Stored items:
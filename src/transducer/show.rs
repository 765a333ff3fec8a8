use std::fmt::{Debug, Display};

use itertools::Itertools;
use owo_colors::OwoColorize;

use crate::alphabet::Symbol;
use crate::transducer::{Edge, State, Transducer};
use crate::Show;

impl<O: Symbol> Debug for Edge<O> {
    fn fmt(&self, f: &mut std::fmt::Formatter<'_>) -> std::fmt::Result {
        write!(f, "{}→{}", self.output().show(), self.target())
    }
}

impl<O: Symbol> Debug for State<O> {
    fn fmt(&self, f: &mut std::fmt::Formatter<'_>) -> std::fmt::Result {
        let edges = self
            .edges()
            .map(|(sym, edge)| format!("{sym}:{edge:?}"))
            .join(", ");
        if self.is_accepting() {
            write!(f, "[{}] {{{edges}}}", self.output().show())
        } else {
            write!(f, "[?] {{{edges}}}")
        }
    }
}

impl<S: Symbol, O: Symbol> Transducer<S, O> {
    /// Returns a string representation of the transition table of the reachable part.
    /// Each row is a state, each column a symbol; cells read `output → target`. Accepting
    /// states are highlighted and carry their final output, `-` marks a missing edge.
    pub fn build_transition_table(&self) -> String {
        let mut builder = tabled::builder::Builder::default();
        builder.push_record(
            ["State".to_string(), "Final".to_string()]
                .into_iter()
                .chain(self.embedding().universe().map(|s| s.show())),
        );
        for q in self.reachable_state_indices() {
            let state = self.state(q);
            let mut row = if state.is_accepting() {
                vec![
                    q.show().bold().green().to_string(),
                    state.output().show(),
                ]
            } else {
                vec![q.show(), "-".to_string()]
            };
            for sym in 0..self.embedding().size() {
                row.push(match self.edge(q, sym) {
                    Some(edge) => format!("{} → {}", edge.output().show(), edge.target()),
                    None => "-".to_string(),
                });
            }
            builder.push_record(row);
        }
        builder
            .build()
            .with(tabled::settings::Style::rounded())
            .to_string()
    }

    /// Compute the graphviz representation of the reachable part, for more information on the
    /// DOT format, see the [graphviz documentation](https://graphviz.org/doc/info/lang.html).
    pub fn to_dot(&self) -> String {
        let reachable = self.reachable_state_indices();
        let header = [
            "digraph T {".to_string(),
            "rankdir=LR".to_string(),
            "init [shape=point]".to_string(),
            format!("init -> q{}", self.root()),
        ];
        let states = reachable.iter().map(|q| {
            let state = self.state(*q);
            if state.is_accepting() {
                format!(
                    "q{q} [shape=doublecircle, label=\"{q}/{}\"]",
                    escape(&state.output().show())
                )
            } else {
                format!("q{q} [shape=circle, label=\"{q}\"]")
            }
        });
        let transitions = reachable.iter().flat_map(|q| {
            self.state(*q).edges().map(move |(sym, edge)| {
                format!(
                    "q{q} -> q{} [label=\"{}:{}\"]",
                    edge.target(),
                    escape(&self.embedding().retrieve(sym).show()),
                    escape(&edge.output().show())
                )
            })
        });
        header
            .into_iter()
            .chain(states)
            .chain(transitions)
            .chain(std::iter::once("}".to_string()))
            .join("\n")
    }
}

fn escape(label: &str) -> String {
    label.replace('\\', "\\\\").replace('"', "\\\"")
}

impl<S: Symbol, O: Symbol> Display for Transducer<S, O> {
    fn fmt(&self, f: &mut std::fmt::Formatter<'_>) -> std::fmt::Result {
        write!(f, "{}", self.build_transition_table())
    }
}

impl<S: Symbol, O: Symbol> Debug for Transducer<S, O> {
    fn fmt(&self, f: &mut std::fmt::Formatter<'_>) -> std::fmt::Result {
        writeln!(f, "root {} over {:?}", self.root(), self.embedding())?;
        for (q, state) in self.states() {
            writeln!(f, "{q}: {state:?}")?;
        }
        Ok(())
    }
}

#[cfg(test)]
mod tests {
    use crate::prelude::*;

    fn echo() -> Transducer<char, char> {
        let mut t = Transducer::new(Embedding::new(['a', 'b']));
        t.set_accepting(t.root(), "");
        t.add_edge(t.root(), 'a', "a", t.root());
        t
    }

    #[test]
    fn dot_lists_states_and_edges() {
        let dot = echo().to_dot();
        assert!(dot.starts_with("digraph T {"));
        assert!(dot.contains("q0 [shape=doublecircle, label=\"0/ε\"]"));
        assert!(dot.contains("q0 -> q0 [label=\"a:\\\"a\\\"\"]"));
        assert!(dot.ends_with('}'));
    }

    #[test]
    fn table_and_debug() {
        let t = echo();
        let table = t.to_string();
        assert!(table.contains("State"));
        assert!(table.contains("→ 0"));
        let debug = format!("{:?}", t);
        assert!(debug.contains("0: [ε] {0:\"a\"→0}"));
    }
}
use std::fmt::Debug;
use std::hash::Hash;

use itertools::Itertools;

use crate::{math, Show};

/// A symbol of an alphabet, which is also the type of the symbols in a word. Input symbols
/// are embedded into dense indices by an [`Embedding`], output symbols are stored as they are.
pub trait Symbol: PartialEq + Eq + Debug + Copy + Ord + PartialOrd + Hash + Show {}
impl<S: PartialEq + Eq + Debug + Copy + Ord + PartialOrd + Hash + Show> Symbol for S {}

/// Anything that can be turned into a finite word over symbols of type `S`. This is
/// implemented for string slices (over `char`) as well as vectors, slices and arrays.
pub trait IntoWord<S> {
    /// Consumes `self` and produces the sequence of symbols it represents.
    fn into_word(self) -> Vec<S>;
}

impl IntoWord<char> for &str {
    fn into_word(self) -> Vec<char> {
        self.chars().collect()
    }
}

impl IntoWord<char> for String {
    fn into_word(self) -> Vec<char> {
        self.chars().collect()
    }
}

impl<S: Symbol> IntoWord<S> for Vec<S> {
    fn into_word(self) -> Vec<S> {
        self
    }
}

impl<S: Symbol> IntoWord<S> for &Vec<S> {
    fn into_word(self) -> Vec<S> {
        self.clone()
    }
}

impl<S: Symbol> IntoWord<S> for &[S] {
    fn into_word(self) -> Vec<S> {
        self.to_vec()
    }
}

impl<S: Symbol, const N: usize> IntoWord<S> for [S; N] {
    fn into_word(self) -> Vec<S> {
        self.to_vec()
    }
}

/// A bijection between the symbols of an input alphabet and the dense indices `0..size`.
/// Every state of a [`crate::Transducer`] has one edge slot per index, so the embedding
/// determines the shape of the edge tables.
///
/// # Example
/// ```
/// use ostia::prelude::*;
/// let embedding = Embedding::from_iter(['b', 'a', 'b']);
/// assert_eq!(embedding.size(), 2);
/// assert_eq!(embedding.embed(&'a'), Some(0));
/// assert_eq!(embedding.retrieve(1), 'b');
/// ```
#[derive(Clone, PartialEq, Eq)]
pub struct Embedding<S: Symbol> {
    symbols: math::Bijection<S, usize>,
}

impl<S: Symbol> Embedding<S> {
    /// Creates an embedding which assigns indices in the order in which the (distinct) symbols
    /// are given.
    pub fn new<I: IntoIterator<Item = S>>(symbols: I) -> Self {
        let mut bijection = math::Bijection::new();
        for sym in symbols {
            if !bijection.contains_left(&sym) {
                let idx = bijection.len();
                bijection.insert(sym, idx);
            }
        }
        Self { symbols: bijection }
    }

    /// Returns the number of symbols, which is also the size of every edge table.
    pub fn size(&self) -> usize {
        self.symbols.len()
    }

    /// Returns true if no symbol is embedded.
    pub fn is_empty(&self) -> bool {
        self.symbols.is_empty()
    }

    /// Gives the dense index of `symbol`, or `None` if it is not part of the alphabet.
    pub fn embed(&self, symbol: &S) -> Option<usize> {
        self.symbols.get_by_left(symbol).copied()
    }

    /// Gives back the symbol with the dense index `index`.
    ///
    /// # Panics
    /// If `index` is not smaller than [`Self::size`], which is a violation of the contract
    /// that indices are only ever produced by [`Self::embed`].
    pub fn retrieve(&self, index: usize) -> S {
        *self
            .symbols
            .get_by_right(&index)
            .expect("symbol index out of range for embedding")
    }

    /// Returns true if the given symbol is embedded.
    pub fn contains(&self, symbol: &S) -> bool {
        self.symbols.contains_left(symbol)
    }

    /// Iterates over all symbols in the order of their indices.
    pub fn universe(&self) -> impl Iterator<Item = S> + '_ {
        self.symbols.right_values().map(|idx| self.retrieve(*idx))
    }

    /// Embeds a whole word, returns `None` if any symbol is unknown.
    pub fn embed_word<'a, I: IntoIterator<Item = &'a S>>(&self, word: I) -> Option<Vec<usize>>
    where
        S: 'a,
    {
        word.into_iter().map(|sym| self.embed(sym)).collect()
    }
}

impl<S: Symbol> FromIterator<S> for Embedding<S> {
    /// Collects the distinct symbols, indices are assigned in increasing order of the symbols.
    fn from_iter<T: IntoIterator<Item = S>>(iter: T) -> Self {
        Self::new(iter.into_iter().unique().sorted())
    }
}

impl<S: Symbol> Debug for Embedding<S> {
    fn fmt(&self, f: &mut std::fmt::Formatter<'_>) -> std::fmt::Result {
        write!(
            f,
            "{{{}}}",
            self.universe()
                .enumerate()
                .map(|(i, sym)| format!("{}:{}", sym.show(), i))
                .join(", ")
        )
    }
}

#[cfg(test)]
mod tests {
    use super::{Embedding, IntoWord};

    #[test]
    fn embedding_is_bijective() {
        let embedding = Embedding::new(['c', 'a', 'c', 'b']);
        assert_eq!(embedding.size(), 3);
        for (i, sym) in embedding.universe().enumerate() {
            assert_eq!(embedding.embed(&sym), Some(i));
            assert_eq!(embedding.retrieve(i), sym);
        }
        assert_eq!(embedding.embed(&'c'), Some(0));
        assert_eq!(embedding.embed(&'z'), None);
        assert_eq!(embedding.embed_word(&['a', 'c']), Some(vec![1, 0]));
        assert_eq!(embedding.embed_word(&['a', 'd']), None);
    }

    #[test]
    fn collected_embedding_is_sorted() {
        let embedding: Embedding<u32> = [7, 3, 5, 3].into_iter().collect();
        assert_eq!(embedding.universe().collect::<Vec<_>>(), vec![3, 5, 7]);
        assert_eq!(format!("{:?}", embedding), "{3:0, 5:1, 7:2}");
    }

    #[test]
    #[should_panic]
    fn retrieve_out_of_range() {
        Embedding::new(['a']).retrieve(1);
    }

    #[test]
    fn words_from_strings() {
        assert_eq!("ab".into_word(), vec!['a', 'b']);
        assert_eq!([1u8, 2].into_word(), vec![1, 2]);
    }
}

* TRY IT *
Within the data above, filter for lines containing the word "tabled" and copy each one.

* EXERCISE SOLUTION *
        let mut builder = tabled::builder::Builder::default();
            .with(tabled::settings::Style::rounded())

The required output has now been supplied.